Ready When Ripe

By Mitchell Ratner In the spring of 1997, the Washington Mindfulness Community Order of Interbeing aspirants initiated mentoring by writing a letter of aspiration to our local Dharmacharyas, Anh-Huong and Thu Nguyen, and to the other four local Order members. Each aspirant was asked to choose a mentor from the current Order members.

Four women asked to be considered for Order membership. Each was already attending the bimonthly Mindfulness Trainings recitations that bring together Order members and others interested in learning more about the Order. The meetings provided an opportunity to formally recite the Fourteen Mindfulness Trainings, and also to eat and walk mindfully together and share our lives and concerns.

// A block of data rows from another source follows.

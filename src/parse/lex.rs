//! Tokenizing Hartz assembly.
//!
//! This module holds the tokens that characterize Hartz assembly ([`Token`]).
//! The line reader uses it to split each (upper-cased) source line into the
//! units the parser dispatches on.
//!
//! The module's key data structure is the [`Token`] enum,
//! which lists all of the tokens of Hartz assembly.

use logos::{Lexer, Logos};

use crate::ast::instr::Opcode;

/// A unit of information in Hartz source code.
///
/// Tokens are produced from upper-cased source lines,
/// so every identifier held by a token is in upper case.
#[derive(Debug, Logos, PartialEq, Eq, Clone)]
#[logos(skip r"[ \t\r\n\f]+", error = LexErr)]
pub enum Token {
    // Note, like the numeric regexes, these regexes span over tokens that are
    // technically invalid (e.g., `#12AB`, `$Q9`). They collect one discernable unit
    // and leave validation to a callback or to the operand parser.

    /// An explicit numeric literal (e.g., `#0`, `#17`).
    ///
    /// This holds the digits of the literal. Its magnitude is only checked
    /// when the literal is resolved.
    #[regex(r"#\w*", lex_literal)]
    Literal(String),

    /// A bare number without the `#` sigil (e.g., `5`).
    ///
    /// This is only accepted as the value of a constant definition.
    #[regex(r"\d\w*", lex_number)]
    Number(String),

    /// A register (e.g., `$S1`, `$D2`).
    ///
    /// The role letter and index are validated by the operand parser,
    /// so that errors can name the register shape it expected.
    #[regex(r"\$\w*", |lx| lx.slice().to_string())]
    Reg(String),

    /// An identifier.
    ///
    /// This can refer to either:
    /// - an instruction mnemonic (e.g. `ADD`, `JMP`, `HALT`)
    /// - a label or constant reference (e.g., `LOOP`, `SIZE`)
    #[regex(r"[A-Za-z_]\w*", |lx| Ident::new(lx.slice()))]
    Ident(Ident),

    /// A label definition (e.g., `LOOP:`).
    ///
    /// This holds the label's name without the colon. The name may be empty.
    #[regex(r"(?:[A-Za-z_]\w*)?:", |lx| { let s = lx.slice(); s[..s.len() - 1].to_string() })]
    LabelDef(String),

    /// A constant definition (e.g., `.SIZE`).
    ///
    /// This holds the constant's name without the dot. The name may be empty.
    #[regex(r"\.(?:[A-Za-z_]\w*)?", |lx| lx.slice()[1..].to_string())]
    ConstDef(String),

    /// A function forward declaration (e.g., `@PRINT`).
    ///
    /// This holds the function's name without the `@`. The name may be empty.
    #[regex(r"@(?:[A-Za-z_]\w*)?", |lx| lx.slice()[1..].to_string())]
    FuncDecl(String),

    /// A comma, which optionally delineates operands of an instruction
    #[token(",")]
    Comma,

    /// A comment, which starts with a semicolon and spans the remaining part of the line.
    #[regex(r";.*")]
    Comment,
}
impl std::fmt::Display for Token {
    fn fmt(&self, f: &mut std::fmt::Formatter<'_>) -> std::fmt::Result {
        match self {
            Token::Literal(digits) => write!(f, "#{digits}"),
            Token::Number(digits)  => f.write_str(digits),
            Token::Reg(reg)        => f.write_str(reg),
            Token::Ident(id)       => id.fmt(f),
            Token::LabelDef(name)  => write!(f, "{name}:"),
            Token::ConstDef(name)  => write!(f, ".{name}"),
            Token::FuncDecl(name)  => write!(f, "@{name}"),
            Token::Comma           => f.write_str(","),
            Token::Comment         => f.write_str(";"),
        }
    }
}

/// An identifier.
///
/// This can refer to either:
/// - an instruction mnemonic (e.g. `ADD`, `NOT`, `ROT1`)
/// - a label or constant (e.g., `LOOP`, `END`, `SIZE`)
///
/// This token type is case insensitive.
#[derive(Debug, PartialEq, Eq, Clone)]
pub enum Ident {
    #[allow(missing_docs)]
    Opcode(Opcode),
    #[allow(missing_docs)]
    Label(String)
}
impl Ident {
    /// Classifies an identifier as either a mnemonic or a label.
    pub fn new(s: &str) -> Self {
        match s.parse::<Opcode>() {
            Ok(op) => Self::Opcode(op),
            Err(_) => Self::Label(s.to_uppercase()),
        }
    }
}
impl std::str::FromStr for Ident {
    type Err = std::convert::Infallible;

    fn from_str(s: &str) -> Result<Self, Self::Err> {
        Ok(Self::new(s))
    }
}
impl std::fmt::Display for Ident {
    fn fmt(&self, f: &mut std::fmt::Formatter<'_>) -> std::fmt::Result {
        match self {
            Self::Opcode(op) => op.fmt(f),
            Self::Label(id)  => f.write_str(id),
        }
    }
}

/// Any errors raised in attempting to tokenize a source line.
#[derive(Debug, PartialEq, Eq, Hash, Clone, Copy, Default)]
pub enum LexErr {
    /// Numeric literal could not be parsed because it has invalid digits (i.e., not 0-9)
    InvalidNumeric,
    /// Numeric literal has no digits in it (it's just `#`)
    InvalidDecEmpty,
    /// A symbol was used which is not allowed in Hartz assembly files
    #[default]
    InvalidSymbol
}
impl std::fmt::Display for LexErr {
    fn fmt(&self, f: &mut std::fmt::Formatter<'_>) -> std::fmt::Result {
        match self {
            LexErr::InvalidNumeric  => f.write_str("invalid decimal literal"),
            LexErr::InvalidDecEmpty => f.write_str("invalid decimal literal"),
            LexErr::InvalidSymbol   => f.write_str("unrecognized symbol"),
        }
    }
}
impl std::error::Error for LexErr {}
impl crate::err::Error for LexErr {
    fn help(&self) -> Option<std::borrow::Cow<str>> {
        match self {
            LexErr::InvalidNumeric  => Some("a decimal literal only consists of digits 0-9".into()),
            LexErr::InvalidDecEmpty => Some("there should be digits (0-9) after the #".into()),
            LexErr::InvalidSymbol   => Some("this char does not occur in any token in Hartz assembly".into()),
        }
    }
}

/// Checks that a run of characters is a non-empty run of decimal digits.
fn validate_digits(digits: &str) -> Result<String, LexErr> {
    match digits {
        "" => Err(LexErr::InvalidDecEmpty),
        d if d.bytes().all(|b| b.is_ascii_digit()) => Ok(d.to_string()),
        _ => Err(LexErr::InvalidNumeric),
    }
}
fn lex_literal(lx: &Lexer<'_, Token>) -> Result<String, LexErr> {
    validate_digits(&lx.slice()[1..])
}
fn lex_number(lx: &Lexer<'_, Token>) -> Result<String, LexErr> {
    validate_digits(lx.slice())
}

#[cfg(test)]
mod tests {
    use logos::Logos;

    use crate::ast::instr::Opcode;
    use crate::err::LexErr;
    use crate::parse::lex::{Ident, Token};

    fn label(s: &str) -> Token {
        Token::Ident(Ident::Label(s.to_string()))
    }
    fn literal(s: &str) -> Token {
        Token::Literal(s.to_string())
    }
    fn reg(s: &str) -> Token {
        Token::Reg(s.to_string())
    }

    #[test]
    fn test_literal_success() {
        let mut tokens = Token::lexer("#0 #12 #31 #99999999999999999999");
        assert_eq!(tokens.next(), Some(Ok(literal("0"))));
        assert_eq!(tokens.next(), Some(Ok(literal("12"))));
        assert_eq!(tokens.next(), Some(Ok(literal("31"))));
        // magnitude is checked at resolution, not here
        assert_eq!(tokens.next(), Some(Ok(literal("99999999999999999999"))));
        assert_eq!(tokens.next(), None);

        let mut tokens = Token::lexer("5 012");
        assert_eq!(tokens.next(), Some(Ok(Token::Number("5".to_string()))));
        assert_eq!(tokens.next(), Some(Ok(Token::Number("012".to_string()))));
        assert_eq!(tokens.next(), None);
    }

    #[test]
    fn test_literal_invalid() {
        assert_eq!(Token::lexer("#Q").next(), Some(Err(LexErr::InvalidNumeric)));
        assert_eq!(Token::lexer("#1A").next(), Some(Err(LexErr::InvalidNumeric)));
        assert_eq!(Token::lexer("3Q").next(), Some(Err(LexErr::InvalidNumeric)));
        assert_eq!(Token::lexer("#").next(), Some(Err(LexErr::InvalidDecEmpty)));
    }

    #[test]
    fn test_regs() {
        // Shape is not validated by the lexer:
        let mut tokens = Token::lexer("$S1 $S2 $D1 $D2 $X1 $S9 $");
        assert_eq!(tokens.next(), Some(Ok(reg("$S1"))));
        assert_eq!(tokens.next(), Some(Ok(reg("$S2"))));
        assert_eq!(tokens.next(), Some(Ok(reg("$D1"))));
        assert_eq!(tokens.next(), Some(Ok(reg("$D2"))));
        assert_eq!(tokens.next(), Some(Ok(reg("$X1"))));
        assert_eq!(tokens.next(), Some(Ok(reg("$S9"))));
        assert_eq!(tokens.next(), Some(Ok(reg("$"))));
        assert_eq!(tokens.next(), None);
    }

    #[test]
    fn test_keywords_labels() {
        let kws = "NOT SHL SHR OR AND ADD SW LW BEZ ROT1 ROT JMP HALT NOP";
        for m_token in Token::lexer(kws) {
            let token = m_token.unwrap();
            assert!(
                matches!(token, Token::Ident(Ident::Opcode(_))),
                "Expected {token:?} to be keyword"
            );
        }

        // Case insensitivity
        let mut tokens = Token::lexer("ADD ADd AdD add");
        for _ in 0..4 {
            assert_eq!(tokens.next(), Some(Ok(Token::Ident(Ident::Opcode(Opcode::ADD)))));
        }
        assert_eq!(tokens.next(), None);

        // Labels
        let mut tokens = Token::lexer("LOOP ROT2 _ END_1");
        assert_eq!(tokens.next(), Some(Ok(label("LOOP"))));
        assert_eq!(tokens.next(), Some(Ok(label("ROT2"))));
        assert_eq!(tokens.next(), Some(Ok(label("_"))));
        assert_eq!(tokens.next(), Some(Ok(label("END_1"))));
        assert_eq!(tokens.next(), None);
    }

    #[test]
    fn test_definitions() {
        let mut tokens = Token::lexer("LOOP: : .SIZE . @PRINT @");
        assert_eq!(tokens.next(), Some(Ok(Token::LabelDef("LOOP".to_string()))));
        assert_eq!(tokens.next(), Some(Ok(Token::LabelDef(String::new()))));
        assert_eq!(tokens.next(), Some(Ok(Token::ConstDef("SIZE".to_string()))));
        assert_eq!(tokens.next(), Some(Ok(Token::ConstDef(String::new()))));
        assert_eq!(tokens.next(), Some(Ok(Token::FuncDecl("PRINT".to_string()))));
        assert_eq!(tokens.next(), Some(Ok(Token::FuncDecl(String::new()))));
        assert_eq!(tokens.next(), None);

        // Defined names follow the same rules as referenced names.
        let mut tokens = Token::lexer("1X: .2Y @9");
        assert_eq!(tokens.next(), Some(Err(LexErr::InvalidNumeric)));
        assert_eq!(tokens.next(), Some(Ok(Token::LabelDef(String::new()))));
        assert_eq!(tokens.next(), Some(Ok(Token::ConstDef(String::new()))));
        assert_eq!(tokens.next(), Some(Err(LexErr::InvalidNumeric)));
        assert_eq!(tokens.next(), Some(Ok(Token::FuncDecl(String::new()))));
        assert_eq!(tokens.next(), Some(Ok(Token::Number("9".to_string()))));
        assert_eq!(tokens.next(), None);
    }

    #[test]
    fn test_punct() {
        let mut tokens = Token::lexer("ADD $S1,$S2, $D1 ;; abc, def");
        assert_eq!(tokens.next(), Some(Ok(Token::Ident(Ident::Opcode(Opcode::ADD)))));
        assert_eq!(tokens.next(), Some(Ok(reg("$S1"))));
        assert_eq!(tokens.next(), Some(Ok(Token::Comma)));
        assert_eq!(tokens.next(), Some(Ok(reg("$S2"))));
        assert_eq!(tokens.next(), Some(Ok(Token::Comma)));
        assert_eq!(tokens.next(), Some(Ok(reg("$D1"))));
        assert_eq!(tokens.next(), Some(Ok(Token::Comment)));
        assert_eq!(tokens.next(), None);
    }

    #[test]
    fn test_invalid_symbol() {
        for c in ['!', '%', '&', '*', '(', ')', '+', '-', '/', '<', '=', '>', '?', '[', ']', '{', '}', '|', '~', '"'] {
            let string = c.to_string();
            assert_eq!(
                Token::lexer(&string).next(),
                Some(Err(LexErr::InvalidSymbol)),
                "Expected {string:?} to be an invalid symbol"
            );
        }
    }
}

We all understood that the mentors hip period was open-ended--it would continue until the aspirant and mentor felt the aspirant was ready for ordination. The nature and goals of the mentoring were also open-to be worked out by the aspirant and mentor. What generally occurred was that mentor and aspirant met several times, mainly to talk about the aspirant's practice and motivation for seeking ordination, to answer questions about Order membership, and to explain responsibilities of and expectations for Order members. Other central focuses were the aspirant's ability to embody the practice in family and Sangha relationships; whether they could share from their hearts, receive and give emotional support, and resolve conflicts. Because the aspirants all had been actively involved with the Washington Mindfulness Community for one to four years and had attended many retreats with Thay and senior teachers, there was little need for mentors to assign readings or teach specific mindfulness practices.

A month before the Omega retreat, the Order members, including Anh-Huong and Thu, met to discuss the aspirants. At the very beginning of the meeting, the criteria for ordination came up--on what basis should we decide? A few minutes into the discussion, Anh-Huong picked up a nearby tomato, smelled it, and asked, "Is it ripe?" What made the question particularly interesting was that the tomato in question was a variety that was yellow with streaks of green when ripe. The tomato question ended the discussion of criteria.

We then considered each candidate. The mentor spoke of her history with the community, strengths, and in some cases, hesitations of the mentor or aspirant. Others asked questions and offered thoughts. Being ripe meant different things for different aspirants. In some cases, we focused on what they were already doing-some had for a long time already done everything expected of an Order member. In other cases, we focused on what support the Order of Interbeing community might offer the aspirant, how membership might strengthen their practice. Much of the discussion had to do with the ways the practice had entered the aspirants' lives and hearts. Was the aspirant really able to live the practice? What difficulties were they having?

After an hour of heartfelt, focused, and caring conversation, each of the four aspirants was either recommended for ordination or conditionally recommended, contingent on the clarification of some remaining issues. In general, we all felt that the process from beginning to end (especially the tomato) was very organic. It grew out of an intimate and harmonious Order of Interbeing community, the procedures were flexible enough to bend easily to changing conditions, and the focus stayed throughout on nurturing joy and equanimity in Order members and aspirants alike.

Mitchell Ratner, True Mirror of Wisdom, is an applied anthropologist, and conducts workshops on mindfulness and meaningful work.